Unframed: 14.5"x15.5"
Provenance:
Olivier Bertrand (expert on the painter) has confirmed the authenticity of this work
Georges Lemmen was the son of an architect and studied under Amédée Bourson at the academy in St Joost-ten-Node. He was invited in 1889 to join the Group of Twenty ( Cercle des XX) which had been launched in 1884 by Oscar Maus and had in the interim emerged as an influential force in Belgian artistic circles, not least by bringing to public and critical attention the work of such artists as Georges Seurat and Paul Signac. The Cercle des XX would be reborn in 1894 as La Libre Esthétique.
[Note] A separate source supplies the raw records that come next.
//! WebSocket upgrade handler and per-socket tasks
//!
//! The upgrade itself is unauthenticated; identity arrives later in the
//! `hello` message. Each socket gets one writer task draining its bounded
//! queue and one reader task feeding the `SyncHandler`.

use axum::{
    extract::{
        ws::{Message, WebSocket, WebSocketUpgrade},
        Extension,
    },
    response::Response,
};
use futures_util::{SinkExt, StreamExt};
use std::sync::atomic::Ordering;
use std::time::Duration;
use tokio::task::JoinHandle;
use tokio::time::{interval_at, Instant, MissedTickBehavior};

use super::connection::ConnectionRegistry;
use super::messages::{ServerMessage, WelcomePayload};
use super::sync::SyncHandler;
use crate::services::{AuthService, PlaybackService};

/// Liveness settings for realtime connections
#[derive(Debug, Clone, Copy, PartialEq, Eq)]
pub struct WsConfig {
    /// How often the writer sends a WebSocket Ping
    pub ping_interval: Duration,
    /// Intervals without any inbound frame before the socket is closed
    pub max_missed_pongs: u32,
}

impl Default for WsConfig {
    fn default() -> Self {
        Self {
            ping_interval: Duration::from_secs(30),
            max_missed_pongs: 2,
        }
    }
}

impl WsConfig {
    /// Longest a connection may stay silent
    pub fn max_idle(&self) -> Duration {
        self.ping_interval * self.max_missed_pongs.max(1)
    }
}

/// Everything a realtime connection needs, shared via `Extension`
#[derive(Clone)]
pub struct RealtimeContext {
    pub registry: ConnectionRegistry,
    pub auth: AuthService,
    pub playback: PlaybackService,
    pub config: WsConfig,
}

/// WebSocket upgrade handler
pub async fn ws_handler(
    ws: WebSocketUpgrade,
    Extension(ctx): Extension<RealtimeContext>,
) -> Response {
    ws.on_upgrade(move |socket| handle_socket(socket, ctx))
}

/// Handle an established WebSocket connection
async fn handle_socket(socket: WebSocket, ctx: RealtimeContext) {
    let RealtimeContext {
        registry,
        auth,
        playback,
        config,
    } = ctx;

    // The registry holds the only sender; pruning the entry ends the writer
    let (tx, mut rx) = registry.channel();
    let connection_id = registry.register(tx);

    let Some(last_seen) = registry.last_seen_handle(connection_id) else {
        return;
    };

    let welcome = ServerMessage::Welcome(WelcomePayload {
        connection_id,
        server_time: chrono::Utc::now().timestamp_millis(),
        heartbeat_interval_ms: config.ping_interval.as_millis() as u64,
    });
    if let Err(e) = registry.send_to_connection(connection_id, welcome) {
        tracing::warn!(connection_id = %connection_id, error = %e, "Failed to queue welcome");
        registry.remove(connection_id);
        return;
    }

    let (mut ws_sender, mut ws_receiver) = socket.split();

    let max_idle_ms = config.max_idle().as_millis() as i64;
    let mut send_task = tokio::spawn(async move {
        let mut ticker = interval_at(
            Instant::now() + config.ping_interval,
            config.ping_interval,
        );
        ticker.set_missed_tick_behavior(MissedTickBehavior::Delay);

        loop {
            tokio::select! {
                msg = rx.recv() => {
                    let Some(msg) = msg else {
                        tracing::debug!(connection_id = %connection_id, "Outbound queue closed");
                        break;
                    };
                    match serde_json::to_string(&msg) {
                        Ok(json) => {
                            if ws_sender.send(Message::Text(json)).await.is_err() {
                                tracing::debug!(connection_id = %connection_id, "WebSocket send failed");
                                break;
                            }
                        }
                        Err(e) => {
                            tracing::error!(error = %e, "Failed to serialize message");
                        }
                    }
                }
                _ = ticker.tick() => {
                    let idle_ms = chrono::Utc::now().timestamp_millis()
                        - last_seen.load(Ordering::Relaxed);
                    if idle_ms > max_idle_ms {
                        tracing::info!(
                            connection_id = %connection_id,
                            idle_ms,
                            "Closing idle WebSocket connection"
                        );
                        let _ = ws_sender.send(Message::Close(None)).await;
                        break;
                    }
                    if ws_sender.send(Message::Ping(Vec::new())).await.is_err() {
                        break;
                    }
                }
            }
        }
    });

    let handler = SyncHandler::new(connection_id, registry.clone(), auth, playback);
    let recv_registry = registry.clone();
    let mut recv_task = tokio::spawn(async move {
        while let Some(result) = ws_receiver.next().await {
            recv_registry.touch(connection_id);
            match result {
                Ok(Message::Text(text)) => {
                    if let Err(e) = handler.handle_text(&text).await {
                        tracing::warn!(
                            error = %e,
                            connection_id = %connection_id,
                            "Error handling client message"
                        );
                    }
                }
                Ok(Message::Binary(_)) => {
                    tracing::debug!(connection_id = %connection_id, "Received unsupported binary message");
                }
                Ok(Message::Ping(_)) | Ok(Message::Pong(_)) => {
                    tracing::trace!(connection_id = %connection_id, "Received keepalive frame");
                }
                Ok(Message::Close(_)) => {
                    tracing::debug!(connection_id = %connection_id, "WebSocket close received");
                    break;
                }
                Err(e) => {
                    tracing::debug!(error = %e, connection_id = %connection_id, "WebSocket error");
                    break;
                }
            }
        }
    });

    tokio::select! {
        _ = &mut send_task => {
            tracing::debug!(connection_id = %connection_id, "Send task completed");
            recv_task.abort();
        }
        _ = &mut recv_task => {
            tracing::debug!(connection_id = %connection_id, "Receive task completed");
            send_task.abort();
        }
    }

    registry.remove(connection_id);
    tracing::info!(connection_id = %connection_id, "WebSocket connection closed");
}

/// Periodically drop connections that went silent or lost their writer
pub fn spawn_stale_sweeper(registry: ConnectionRegistry, config: WsConfig) -> JoinHandle<()> {
    tokio::spawn(async move {
        let mut ticker = tokio::time::interval(config.ping_interval);
        ticker.set_missed_tick_behavior(MissedTickBehavior::Delay);
        loop {
            ticker.tick().await;
            let removed = registry.sweep_stale(config.max_idle());
            if removed > 0 {
                tracing::info!(removed, "Swept stale connections");
            }
        }
    })
}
In the early days of the Cercle des XX, Lemmen espoused a pointilliste technique. His earlier painting was clearly influenced by the Neo-Impressionists; over time, however, his style became more subtle and nuanced - recalling, perhaps, that of his compatriot Van Rysselberghe, another Cercle des XX member. With the group's rebirth as the Libre Esthétique, Lemmen's work became more intimiste in character, most notably in his portraits, nudes and still-lifes, where the influence of Bonnard and Vuillard is unmistakable, as is that of Renoir, particularly after Lemmen's travels in the Midi in 1911. From this point onwards, he would go on to make a major contribution to the renewal of the graphic and decorative arts in terms of his input to the new 'free' aesthetic and to Art Nouveau. Although his draughtsmanship retained its essential purity and elegance of line, his painting became more fleshy, imprecise and sensual, his compositions governed less by technical considerations than by the urgent need to express his emotions.
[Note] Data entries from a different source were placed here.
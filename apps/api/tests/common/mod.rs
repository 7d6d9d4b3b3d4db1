//! Common test utilities for API integration tests
//!
//! Every test app runs on the in-memory stores with a temporary storage
//! root, so the suite needs no database.

#![allow(unused_imports)]

pub mod fixtures;
pub mod helpers;

pub use fixtures::*;
pub use helpers::*;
Between 1889 and 1893, Lemmen exhibited at the Salon des Indépendants in Paris, aligning himself with the Neo-Impressionists. In 1893, Henry van de Velde invited him to participate in the Pour l'Art association that had been created in Antwerp. He travelled to the south of France in 1911. By this juncture, he had already exhibited solo on two occasions (in 1906 and 1908) at the Galerie Druet in Paris. A further solo exhibition in 1913, his first in Brussels, cemented Lemmen's reputation.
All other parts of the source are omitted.